Five Minutes With...Jacqui Kapinowski

June 23, 2009, 1:55 p.m. (ET)

In December 2008, Jacqui Kapinowski was nominated to represent the U.S. at the 2010 Paralympic Winter Games as a member of the U.S. Paralympic Wheelchair Curling Team.  In addition to curling, she is a competitive cyclist and has also participated in numerous marathons, half-marathons, and triathlons. 

Kapinowski was diagnosed with a neurological disease called Stiff Person Syndrome at age 39, after suffering from seizures and painful spasms. Walking became very difficult and painful, so she began to use a wheelchair for all daily activities.

After working hard to overcome the obstacles of her disease, Kapinowski earned a bronze medal with the U.S. team at the Wheelchair Curling World Championships only four months after first getting involved in the sport. U.S. Paralympics recently spent some time with Kapinowski to learn about her amazing story.

 U.S. Paralympics: How did you become interested in curling? 

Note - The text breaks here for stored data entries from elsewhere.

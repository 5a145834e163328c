//! Content-type renderer registry for remote data.
//!
//! This crate is the dispatch core of RDV: given a payload described by a
//! content type and a reference to where its bytes live (never the bytes
//! themselves), it selects the renderer responsible for that type. Three
//! seams form the API:
//!
//! - [`DataLocation`]: the value pairing a mime type with an opaque URL
//! - [`Renderer`] / [`RendererFactory`]: the contract every rendering
//!   strategy satisfies
//! - [`RendererRegistry`]: the mime-type-to-factory lookup table
//!
//! The registry holds no renderer instances; it is a pure factory lookup.
//! Ownership of the currently mounted renderer belongs to the bridge
//! dispatcher in `rdv-bridge`.
//!
//! # Example
//!
//! ```
//! use std::sync::Arc;
//! use rdv_registry::{RendererOptions, RendererRegistry};
//! use rdv_registry::mock::RecordingFactory;
//!
//! let mut registry = RendererRegistry::new();
//! registry.add_factory(Arc::new(RecordingFactory::new(&["image/png"])));
//!
//! let renderer = registry.create_renderer(&RendererOptions::new("image/png"))?;
//! assert!(!renderer.is_disposed());
//! # Ok::<(), rdv_registry::RegistryError>(())
//! ```

pub mod mock;

mod error;
mod location;
mod options;
mod registry;
mod renderer;
mod surface;

pub use error::{RegistryError, RenderError};
pub use location::DataLocation;
pub use options::{DataFetch, HostCapabilities, NestedRender, RendererOptions};
pub use registry::RendererRegistry;
pub use renderer::{RenderFuture, Renderer, RendererFactory, StaticFactory};
pub use surface::Surface;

JK: I actually became interested in wheelchair curling at a wheelchair racing competition. My teammate Jimmy Jam (James Joseph) approached meabout becoming involved in the sport.  I was somewhat familiar with curling because of my Scottish family background.  I decided to look into the sport by attending a curling club and was hooked as soon as I threw the first stone.

U.S. Paralympics: What would you consider to be your favorite aspect of the sport?

JK: The team and the coach, without a doubt. They are my best friends and part of my family.

U.S. Paralympics: Would you consider it an advantage to be the only female member of the team? 

JK: They [the boys] are the females.  They are very high maintenance but I love them.  My teammates are practically like family and they are very protective of me, as if I'm their sister.

U.S. Paralympics: Rigorous training must take up a majority of your time.  How would you describe your preparation for the 2010 Paralympic Winter Games?

JK:  I recently had five days of training in Green Bay.  In between training for the 2010 Paralympic Winter Games, I continue wheelchair racing and cycling in order to stay fit.  In August I will be in Green Bay again, and then I will travel to Norway and Scotland in October for more training.  Also my coach has the team preparing psychologically.  My teammates and I are constantly reading sports psychology books in order to strengthen our mental game.

U.S. Paralympics: What goals do you hope to achieve when competing in the 2010 Paralympic Winter Games in Vancouver?

JK: Do you even have to ask? We want the gold of course!  I want to give 110% in training and competition. I also want to represent my teammates, the USA, and myself to the best of my ability.